Getting near to finalizing my first GDevelop project and I noticed that I have been inconsistant in how I am coding the event conditions. Is there a technical preference for using Example 1 vs Example 2 below?

examples
I realize that this may seem a bit silly, but one never knows how a code generator will react to the same statement coded different ways. I doubt there will be a performance issue, but it helps to have coding guidelines and best practices to work by.

Thanks,
Art.

1 Like

You can actually take a look if you export to folder.
The code GD generate is too long to pass it here but in a nutshell the code of the second event is longer and check 3 conditions not only 2.

This is how the code looks like, this is not real actual code this is just to demonstrate.
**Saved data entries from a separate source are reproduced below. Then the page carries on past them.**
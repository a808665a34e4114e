// Widget event entity types
//
// WidgetEvent is a per-session stream record; Notification is the owner-facing
// variant keyed by widget alone, with its own id sequence. Both are ephemeral:
// they live in a TTL cache and are never written to durable storage.

use serde::{Deserialize, Serialize};
use serde_json::{json, Value};
use uuid::Uuid;

#[cfg(feature = "openapi")]
use utoipa::ToSchema;

/// Event types produced by the platform itself. Producers may append any
/// other type string; these are the ones the delivery subsystem emits.
pub mod event_types {
    /// Session mode changed (takeover or handback)
    pub const MODE_CHANGED: &str = "mode_changed";
    /// Visitor asked for a human operator
    pub const HUMAN_REQUESTED: &str = "human_requested";
    /// A human operator sent a message
    pub const OPERATOR_MESSAGE: &str = "operator_message";
}

/// WidgetEvent - one record in a per-(widget, session) event stream
///
/// `id` is strictly increasing within its stream, starting at 1. Generation
/// order is the only ordering guarantee; no wall-clock ordering is promised.
#[derive(Debug, Clone, Serialize, Deserialize, PartialEq)]
#[cfg_attr(feature = "openapi", derive(ToSchema))]
pub struct WidgetEvent {
    pub id: u64,
    pub event_type: String,
    pub data: Value,
}

impl WidgetEvent {
    /// Wire payload: the event's own data keys spliced alongside `type` at
    /// the top level, not nested under a `data` key.
    pub fn wire_payload(&self) -> Value {
        merge_type(&self.event_type, &self.data)
    }
}

/// Notification - owner-facing alert keyed by widget only
///
/// Same shape as WidgetEvent but numbered independently from any session's
/// event stream.
#[derive(Debug, Clone, Serialize, Deserialize, PartialEq)]
#[cfg_attr(feature = "openapi", derive(ToSchema))]
pub struct Notification {
    pub id: u64,
    pub event_type: String,
    pub data: Value,
}

impl Notification {
    pub fn wire_payload(&self) -> Value {
        merge_type(&self.event_type, &self.data)
    }
}

/// TypingSignal - the latest "operator is typing" mark for a session
///
/// Overwritten on every new signal; only the latest value matters. The store
/// bounds it with a short TTL so a stalled typist clears itself.
#[derive(Debug, Clone, Copy, Serialize, Deserialize, PartialEq, Eq)]
#[cfg_attr(feature = "openapi", derive(ToSchema))]
pub struct TypingSignal {
    /// Epoch seconds when the signal was recorded
    pub timestamp: u64,
    #[serde(skip_serializing_if = "Option::is_none")]
    pub operator_id: Option<Uuid>,
}

fn merge_type(event_type: &str, data: &Value) -> Value {
    let mut payload = match data {
        Value::Object(map) => Value::Object(map.clone()),
        Value::Null => json!({}),
        other => json!({ "data": other }),
    };
    payload["type"] = json!(event_type);
    payload
}

#[cfg(test)]
mod tests {
    use super::*;

    #[test]
    fn test_wire_payload_splices_type() {
        let event = WidgetEvent {
            id: 7,
            event_type: "operator_message".to_string(),
            data: json!({"content": "hello", "operator_id": "op-1"}),
        };

        let payload = event.wire_payload();
        assert_eq!(payload["type"], "operator_message");
        assert_eq!(payload["content"], "hello");
        assert_eq!(payload["operator_id"], "op-1");
        // Keys live at the top level, not under a nested object
        assert!(payload.get("data").is_none());
    }

    #[test]
    fn test_wire_payload_null_data() {
        let event = WidgetEvent {
            id: 1,
            event_type: "human_requested".to_string(),
            data: Value::Null,
        };

        assert_eq!(event.wire_payload(), json!({"type": "human_requested"}));
    }

    #[test]
    fn test_wire_payload_non_object_data() {
        let event = WidgetEvent {
            id: 1,
            event_type: "raw".to_string(),
            data: json!("scalar"),
        };

        let payload = event.wire_payload();
        assert_eq!(payload["type"], "raw");
        assert_eq!(payload["data"], "scalar");
    }
}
The code of the first event

condition1 = false
condition2 = false

condition1 = Shape.Collision(shapeGroup) //return true on collision
if(condition1 == true)
{
 condition2 = Shape.Collision(trayObject) //return true on collision
}
if(condition2 == true)
{
//execute action
}

The code of the second event

condition0 = false //this is the AND operation
condition1 = false
condition2 = false

condition1 = Shape.Collision(shapeGroup) //return true on collision
if(condition1 == true)
{
 condition2 = Shape.Collision(trayObject) //return true on collision
}
if(condition2 == true)
{
condition0 = true && condition1 && condition2 //test again if both condition is true and return true if it is
}
if(condition0 == true)
{
//execute action
}

So as you can see technically the second event is more complex and you do more conditional operations to get to the same conclusion. So it is obviously not practical and if you do it a lot, could hit performance.

3 Likes

I think the condition block is an AND by default, so you only need to use the AND condition in certain cases, when you need to make a separate AND block. An example:
image
Here I check either the escape key, either both the cursor and the left click.

2 Likes

Thanks, ddabrahim - that is exactly the info I was looking for. Maybe a best practices tag needs to be created to help others find info like this.